The blossoming creativity of ambitious writers being crushed by the demanding industry of Hollywood was common in Didion’s time and is the topic of her essay “I Can’t Get That Monster Out of My Mind”. The realization that originality was not what Hollywood fed on left many ambitious writers jaded. These jaded writers, these would be greats of Hollywood, abandoned their creative pursuits for want of a salary.
And who can blame them? Originality is risky. Originality is not a safe approach to achieve success or stability in our society. In contrast, the low risk approach of mimicry, or the perception of mimicry as low risk, is a purportedly safer route to achieving the idyllic American life.
The adoption of mimicry as a mode of existence makes sense because the nature of original thought is wild and unkempt.

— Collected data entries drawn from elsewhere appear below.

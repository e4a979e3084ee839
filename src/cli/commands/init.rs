use anyhow::{anyhow, Result};
use onboarding_flow::config::CONFIG_FILE_NAME;
use onboarding_flow::OnboardingConfig;
use std::path::{Path, PathBuf};

/// Writes the default configuration. An existing file is only replaced
/// with `--force`.
pub struct InitConfigCommand {
    pub force: bool,
    path: PathBuf,
}

impl InitConfigCommand {
    pub fn new(force: bool) -> Self {
        Self {
            force,
            path: Path::new(".").join(CONFIG_FILE_NAME),
        }
    }

    pub fn execute(&self) -> Result<()> {
        if self.path.exists() && !self.force {
            return Err(anyhow!(
                "{} already exists. Use --force to overwrite it",
                CONFIG_FILE_NAME
            ));
        }

        OnboardingConfig::default().save_to_file(&self.path)?;
        println!("✅ Wrote {}", self.path.display());
        Ok(())
    }
}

Original thought can’t make sense of itself on the first, second, or even third attempt. In a world where time is money and existence is predicated on the capitalist trappings of success, originality has become a defunct pursuit. The dissolution of old Hollywood was supposed to be a second coming for the writers of Didion’s era, but when the glitter and glam of the old empire settled, all that stood amongst the rubble was a submissive relationship to our egos. It is a relationship that six generations after Didion’s work, we refuse to leave.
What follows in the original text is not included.